_Problem description:_
The entries below are to be printed again word for word.

Items listed in a dataset:
=== Begin Enclosure ===
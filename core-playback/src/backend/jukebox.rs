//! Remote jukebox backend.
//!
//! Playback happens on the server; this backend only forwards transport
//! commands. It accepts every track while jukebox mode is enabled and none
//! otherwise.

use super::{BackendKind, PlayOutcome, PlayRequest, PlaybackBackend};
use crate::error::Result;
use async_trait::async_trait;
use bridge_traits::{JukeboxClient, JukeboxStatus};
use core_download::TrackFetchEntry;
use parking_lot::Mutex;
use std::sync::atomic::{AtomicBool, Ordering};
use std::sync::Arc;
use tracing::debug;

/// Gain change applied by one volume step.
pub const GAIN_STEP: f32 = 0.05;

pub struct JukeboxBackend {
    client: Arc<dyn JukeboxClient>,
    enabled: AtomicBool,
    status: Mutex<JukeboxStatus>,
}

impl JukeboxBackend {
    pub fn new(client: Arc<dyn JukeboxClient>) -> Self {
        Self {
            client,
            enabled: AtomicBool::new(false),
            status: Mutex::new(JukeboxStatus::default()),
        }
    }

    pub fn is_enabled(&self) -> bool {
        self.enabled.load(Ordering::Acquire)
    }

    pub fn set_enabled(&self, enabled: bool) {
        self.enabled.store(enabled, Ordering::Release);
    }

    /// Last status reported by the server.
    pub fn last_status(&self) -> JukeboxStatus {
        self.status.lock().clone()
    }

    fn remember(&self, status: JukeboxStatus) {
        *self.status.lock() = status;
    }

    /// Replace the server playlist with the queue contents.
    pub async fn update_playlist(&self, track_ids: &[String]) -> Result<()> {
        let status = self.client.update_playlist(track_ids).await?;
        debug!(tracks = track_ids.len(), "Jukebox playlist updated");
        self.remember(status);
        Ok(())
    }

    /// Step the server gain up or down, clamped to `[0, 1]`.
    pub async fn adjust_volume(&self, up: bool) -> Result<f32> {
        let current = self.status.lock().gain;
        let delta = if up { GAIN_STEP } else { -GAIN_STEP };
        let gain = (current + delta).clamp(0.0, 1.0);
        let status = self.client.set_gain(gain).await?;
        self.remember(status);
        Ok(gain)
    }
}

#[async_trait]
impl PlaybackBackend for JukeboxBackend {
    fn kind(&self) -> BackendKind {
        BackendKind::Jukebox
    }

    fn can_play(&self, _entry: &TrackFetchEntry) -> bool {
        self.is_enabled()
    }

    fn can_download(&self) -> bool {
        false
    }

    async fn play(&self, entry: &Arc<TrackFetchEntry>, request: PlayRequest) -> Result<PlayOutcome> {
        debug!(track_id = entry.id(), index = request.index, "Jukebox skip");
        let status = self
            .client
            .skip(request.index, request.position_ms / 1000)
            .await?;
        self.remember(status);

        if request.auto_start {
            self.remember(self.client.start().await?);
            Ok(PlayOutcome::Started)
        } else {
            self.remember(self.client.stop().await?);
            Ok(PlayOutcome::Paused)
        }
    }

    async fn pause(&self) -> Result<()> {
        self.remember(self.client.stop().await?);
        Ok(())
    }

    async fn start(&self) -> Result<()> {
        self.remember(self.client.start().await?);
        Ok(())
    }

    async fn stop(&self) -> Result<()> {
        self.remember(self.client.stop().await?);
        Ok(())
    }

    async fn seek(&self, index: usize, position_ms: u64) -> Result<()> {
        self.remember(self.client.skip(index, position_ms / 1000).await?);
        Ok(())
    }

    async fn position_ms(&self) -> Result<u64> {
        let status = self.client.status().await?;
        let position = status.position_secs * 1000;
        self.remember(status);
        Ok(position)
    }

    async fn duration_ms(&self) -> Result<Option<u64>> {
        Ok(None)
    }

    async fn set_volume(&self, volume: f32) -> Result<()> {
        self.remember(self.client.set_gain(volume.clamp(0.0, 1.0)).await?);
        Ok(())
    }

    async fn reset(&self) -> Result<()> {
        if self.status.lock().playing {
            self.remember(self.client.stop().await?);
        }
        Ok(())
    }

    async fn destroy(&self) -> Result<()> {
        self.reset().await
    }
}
=== End Enclosure ===
_Result below:_
filename core-playback/src/backend/jukebox.rs
//! Remote jukebox backend.
//!
//! Playback happens on the server; this backend only forwards transport
//! commands. It accepts every track while jukebox mode is enabled and none
//! otherwise.

use super::{BackendKind, PlayOutcome, PlayRequest, PlaybackBackend};
use crate::error::Result;
use async_trait::async_trait;
use bridge_traits::{JukeboxClient, JukeboxStatus};
use core_download::TrackFetchEntry;
use parking_lot::Mutex;
use std::sync::atomic::{AtomicBool, Ordering};
use std::sync::Arc;
use tracing::debug;

/// Gain change applied by one volume step.
pub const GAIN_STEP: f32 = 0.05;

pub struct JukeboxBackend {
    client: Arc<dyn JukeboxClient>,
    enabled: AtomicBool,
    status: Mutex<JukeboxStatus>,
}

impl JukeboxBackend {
    pub fn new(client: Arc<dyn JukeboxClient>) -> Self {
        Self {
            client,
            enabled: AtomicBool::new(false),
            status: Mutex::new(JukeboxStatus::default()),
        }
    }

    pub fn is_enabled(&self) -> bool {
        self.enabled.load(Ordering::Acquire)
    }

    pub fn set_enabled(&self, enabled: bool) {
        self.enabled.store(enabled, Ordering::Release);
    }

    /// Last status reported by the server.
    pub fn last_status(&self) -> JukeboxStatus {
        self.status.lock().clone()
    }

    fn remember(&self, status: JukeboxStatus) {
        *self.status.lock() = status;
    }

    /// Replace the server playlist with the queue contents.
    pub async fn update_playlist(&self, track_ids: &[String]) -> Result<()> {
        let status = self.client.update_playlist(track_ids).await?;
        debug!(tracks = track_ids.len(), "Jukebox playlist updated");
        self.remember(status);
        Ok(())
    }

    /// Step the server gain up or down, clamped to `[0, 1]`.
    pub async fn adjust_volume(&self, up: bool) -> Result<f32> {
        let current = self.status.lock().gain;
        let delta = if up { GAIN_STEP } else { -GAIN_STEP };
        let gain = (current + delta).clamp(0.0, 1.0);
        let status = self.client.set_gain(gain).await?;
        self.remember(status);
        Ok(gain)
    }
}

#[async_trait]
impl PlaybackBackend for JukeboxBackend {
    fn kind(&self) -> BackendKind {
        BackendKind::Jukebox
    }

    fn can_play(&self, _entry: &TrackFetchEntry) -> bool {
        self.is_enabled()
    }

    fn can_download(&self) -> bool {
        false
    }

    async fn play(&self, entry: &Arc<TrackFetchEntry>, request: PlayRequest) -> Result<PlayOutcome> {
        debug!(track_id = entry.id(), index = request.index, "Jukebox skip");
        let status = self
            .client
            .skip(request.index, request.position_ms / 1000)
            .await?;
        self.remember(status);

        if request.auto_start {
            self.remember(self.client.start().await?);
            Ok(PlayOutcome::Started)
        } else {
            self.remember(self.client.stop().await?);
            Ok(PlayOutcome::Paused)
        }
    }

    async fn pause(&self) -> Result<()> {
        self.remember(self.client.stop().await?);
        Ok(())
    }

    async fn start(&self) -> Result<()> {
        self.remember(self.client.start().await?);
        Ok(())
    }

    async fn stop(&self) -> Result<()> {
        self.remember(self.client.stop().await?);
        Ok(())
    }

    async fn seek(&self, index: usize, position_ms: u64) -> Result<()> {
        self.remember(self.client.skip(index, position_ms / 1000).await?);
        Ok(())
    }

    async fn position_ms(&self) -> Result<u64> {
        let status = self.client.status().await?;
        let position = status.position_secs * 1000;
        self.remember(status);
        Ok(position)
    }

    async fn duration_ms(&self) -> Result<Option<u64>> {
        Ok(None)
    }

    async fn set_volume(&self, volume: f32) -> Result<()> {
        self.remember(self.client.set_gain(volume.clamp(0.0, 1.0)).await?);
        Ok(())
    }

    async fn reset(&self) -> Result<()> {
        if self.status.lock().playing {
            self.remember(self.client.stop().await?);
        }
        Ok(())
    }

    async fn destroy(&self) -> Result<()> {
        self.reset().await
    }
}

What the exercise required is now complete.